Features
Scooter Braun Acquires Big Machine Records; Taylor Swift’s ‘Worst Case Scenario’
Chris Pizzello/Invision/AP – Taylor Swift headlines this year
In this picture, she struts the Wango Tango stage at Dignity Health Sports Park in Carson, Calif. on Saturday, June 1.
Taylor Swift is not staying silent over the sale of her masters to Scooter Braun.
In a scathing Tumblr post Sunday, the pop superstar writes she is “sad and grossed out” that her music catalog now belongs to Braun, whom she accuses of subjecting her to years of incessant and manipulative bullying, referencing clashes with Kim Kardashian and Kanye West.
“This is my worst case scenario,” Swift writes.
Braun’s Ithaca Holdings announced Sunday that it is acquiring Big Machine Label Group, which released all of Swift’s studio albums and owns her masters. Swift says she learned of the sale Sunday.
Swift left Big Machine and signed with Universal Music Group in November because she says she knew that re-signing with the group that had managed her since she was 15 would only result in her not owning her future work.
“When I left my masters in (Big Machine Label Group founder Scott Borchetta’s) hands, I made peace with the fact that eventually he would sell them,” she writes. “Never in my worst nightmares did I imagine the buyer would be Scooter.”

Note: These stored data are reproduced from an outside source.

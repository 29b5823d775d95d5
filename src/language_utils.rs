/*!
 * Language utilities for ISO language code handling.
 *
 * This module provides functions for validating and normalizing ISO 639-1
 * (2-letter) and ISO 639-2 (3-letter) language codes, and for working with
 * the `"source-target"` language pair notation used throughout the engine.
 */

use std::collections::HashSet;

use anyhow::{Result, anyhow};
use isolang::Language;
use once_cell::sync::Lazy;

/// Language pairs the engine ships rule and lexicon support for.
///
/// `EngineConfig::supported_pairs` can replace this set per engine instance.
pub static DEFAULT_SUPPORTED_PAIRS: Lazy<HashSet<&'static str>> = Lazy::new(|| {
    HashSet::from([
        "en-ru", "ru-en",
        "en-es", "es-en",
        "en-fr", "fr-en",
        "en-de", "de-en",
        "en-it", "it-en",
        "en-pt", "pt-en",
        "en-ja", "ja-en",
        "en-ar", "ar-en",
    ])
});

/// Normalize a language code to ISO 639-1 (2-letter) format
///
/// Accepts 2-letter codes directly and converts 3-letter ISO 639-2/T codes
/// when a 2-letter equivalent exists.
pub fn normalize_language_code(code: &str) -> Result<String> {
    let normalized_code = code.trim().to_lowercase();

    if normalized_code.len() == 2 {
        if Language::from_639_1(&normalized_code).is_some() {
            return Ok(normalized_code);
        }
    } else if normalized_code.len() == 3 {
        if let Some(lang) = Language::from_639_3(&normalized_code) {
            if let Some(code_639_1) = lang.to_639_1() {
                return Ok(code_639_1.to_string());
            }
        }
    }

    Err(anyhow!("Invalid language code: {}", code))
}

/// Check if a string is a valid ISO 639-1 or ISO 639-2/T language code
pub fn is_valid_language_code(code: &str) -> bool {
    normalize_language_code(code).is_ok()
}

/// Format a source and target code as a `"source-target"` pair string
pub fn format_language_pair(source: &str, target: &str) -> String {
    format!(
        "{}-{}",
        source.trim().to_lowercase(),
        target.trim().to_lowercase()
    )
}

/// Split a `"source-target"` pair string into its two codes
pub fn parse_language_pair(pair: &str) -> Result<(String, String)> {
    let mut parts = pair.trim().splitn(2, '-');
    match (parts.next(), parts.next()) {
        (Some(source), Some(target)) if !source.is_empty() && !target.is_empty() => {
            Ok((source.to_lowercase(), target.to_lowercase()))
        }
        _ => Err(anyhow!("Invalid language pair: {}", pair)),
    }
}

/// Reverse a `"source-target"` pair string into `"target-source"`
pub fn reverse_language_pair(pair: &str) -> Result<String> {
    let (source, target) = parse_language_pair(pair)?;
    Ok(format_language_pair(&target, &source))
}

/// Check whether a pair is in the supported set
///
/// When `overrides` is `Some`, it replaces the default set entirely.
pub fn is_pair_supported(source: &str, target: &str, overrides: Option<&HashSet<String>>) -> bool {
    let pair = format_language_pair(source, target);
    match overrides {
        Some(set) => set.contains(&pair),
        None => DEFAULT_SUPPORTED_PAIRS.contains(pair.as_str()),
    }
}

/// Check if two language codes match (represent the same language)
pub fn language_codes_match(code1: &str, code2: &str) -> bool {
    let normalized1 = match normalize_language_code(code1) {
        Ok(n) => n,
        Err(_) => return false,
    };

    let normalized2 = match normalize_language_code(code2) {
        Ok(n) => n,
        Err(_) => return false,
    };

    normalized1 == normalized2
}

/// Get the language name from a code
pub fn get_language_name(code: &str) -> Result<String> {
    let normalized = normalize_language_code(code)?;
    let lang = Language::from_639_1(&normalized)
        .ok_or_else(|| anyhow!("Failed to get language from code: {}", normalized))?;

    Ok(lang.to_name().to_string())
}
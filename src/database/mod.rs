/*!
 * SQLite persistence for the lexicon and translation history.
 *
 * One database file holds the word dictionary, the phrase table, and the
 * history of completed translations. The repository layer in
 * `crate::repositories` is the only intended consumer.
 */

pub mod connection;
pub mod schema;

pub use connection::DatabaseConnection;
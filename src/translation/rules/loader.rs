/*!
 * Rule file loading.
 *
 * Rule files are newline-delimited JSON, one rule per line. A malformed
 * line never fails the load: it is skipped and reported as a warning with
 * its file and line number, so one bad edit cannot take down an engine
 * that has thousands of good rules.
 */

use std::path::Path;

use anyhow::{Context, Result};
use log::{debug, warn};
use walkdir::WalkDir;

use super::model::Rule;

/// File extensions recognized as rule files
const RULE_FILE_EXTENSIONS: [&str; 2] = ["jsonl", "ndjson"];

/// Outcome of loading rule definitions
#[derive(Debug, Default)]
pub struct RuleLoadReport {
    /// Rules that parsed cleanly, in definition order
    pub rules: Vec<Rule>,

    /// One entry per skipped line, with origin and line number
    pub warnings: Vec<String>,
}

impl RuleLoadReport {
    /// Fold another report into this one, preserving order
    pub fn merge(&mut self, other: RuleLoadReport) {
        self.rules.extend(other.rules);
        self.warnings.extend(other.warnings);
    }
}

/// Parse rules from NDJSON content
///
/// `origin` names the source (a file path, or a label for inline content)
/// in warning messages.
pub fn parse_rules(content: &str, origin: &str) -> RuleLoadReport {
    let mut report = RuleLoadReport::default();

    for (index, line) in content.lines().enumerate() {
        let line_number = index + 1;
        let trimmed = line.trim();

        if trimmed.is_empty() {
            continue;
        }

        match serde_json::from_str::<Rule>(trimmed) {
            Ok(rule) => {
                if rule.rule_id.trim().is_empty() {
                    report
                        .warnings
                        .push(format!("{}:{}: rule has an empty ruleId", origin, line_number));
                    continue;
                }
                report.rules.push(rule);
            }
            Err(e) => {
                report
                    .warnings
                    .push(format!("{}:{}: {}", origin, line_number, e));
            }
        }
    }

    if !report.warnings.is_empty() {
        warn!(
            "Skipped {} malformed rule line(s) in {}",
            report.warnings.len(),
            origin
        );
    }

    report
}

/// Load rules from a single NDJSON file
pub fn load_file<P: AsRef<Path>>(path: P) -> Result<RuleLoadReport> {
    let path = path.as_ref();
    let content = std::fs::read_to_string(path)
        .with_context(|| format!("Failed to read rule file: {}", path.display()))?;

    Ok(parse_rules(&content, &path.display().to_string()))
}

/// Load every rule file under a directory
///
/// Files are visited in path order so that definition order (and with it
/// rule tie-breaking) is stable across runs. A missing directory yields an
/// empty report.
pub fn load_dir<P: AsRef<Path>>(dir: P) -> Result<RuleLoadReport> {
    let dir = dir.as_ref();
    let mut report = RuleLoadReport::default();

    if !dir.exists() {
        debug!("Rule directory {} does not exist, no rules loaded", dir.display());
        return Ok(report);
    }

    let mut paths: Vec<_> = WalkDir::new(dir)
        .into_iter()
        .filter_map(|entry| entry.ok())
        .filter(|entry| entry.file_type().is_file())
        .map(|entry| entry.into_path())
        .filter(|path| {
            path.extension()
                .and_then(|ext| ext.to_str())
                .is_some_and(|ext| RULE_FILE_EXTENSIONS.contains(&ext))
        })
        .collect();
    paths.sort();

    for path in paths {
        report.merge(load_file(&path)?);
    }

    debug!(
        "Loaded {} rule(s) from {} ({} warning(s))",
        report.rules.len(),
        dir.display(),
        report.warnings.len()
    );

    Ok(report)
}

Braun, she alleges, got two clients, including Justin Bieber, to bully her online about a leaked and illegally recorded snippet of a phone call she had with Kardashian. She also references when West, a Braun client, organized a “revenge porn music video which strips my body naked.”
She writes that now Braun has “stripped her” of her life’s work that she “wasn’t given an opportunity to buy.”
“My musical legacy is about to lie in the hands of someone who tried to dismantle it,” she writes.
In a statement posted Sunday night on the Big Machine Label Group’s website, Borchetta said he told Swift’s father, Scott, and other shareholders on June 25 of the upcoming deal with Ithaca Holdings. Borchetta said he texted Taylor Swift about the deal on Saturday “to inform her prior to the story breaking on the morning of Sunday, June 30th so she could hear it directly from me.”
“I guess it might somehow be possible that her dad Scott, 13 Management lawyer Jay Schaudies (who represented Scott Swift on the shareholder calls) or 13 Management executive and Big Machine LLC shareholder Frank Bell (who was on the shareholder calls) didn’t say anything to Taylor over the prior 5 days. I guess it’s possible that she might not have seen my text. But, I truly doubt that she ‘woke up to the news when everyone else did,’ ” Borchetta said.
Representatives for Braun did not immediately respond to request for comment.
Bieber responded in an Instagram post late Sunday apologizing for hurting her at the time, and also defending Braun who he says, “didn’t have anything to do with it” and has her back.
“For you to take it to social media and get people to hate on (S)cooter isn’t fair,” Bieber wrote.
Braun’s wife, Yael Cohen, also chimed in on Instagram refuting Swift’s claim that she found out the news with the rest of the world.
“Your dad is a shareholder and was notified and Borchetta personally told you before this came out,” Cohen alleges. “My husband is anything but a Bully.”
A representative for Swift did not immediately respond to request for comment to Cohen’s post.
Swift ended her post looking to the future and says she thankfully “signed to a label that believes I should own anything I create.”
She also advocates for artist ownership of songs and hopes that the next generation will “read this and learn about how to better protect themselves in a negotiation.”
“I will always be proud of my past work,” she added, making sure to also plug her new album, “Lover” which will be released on Aug. 23.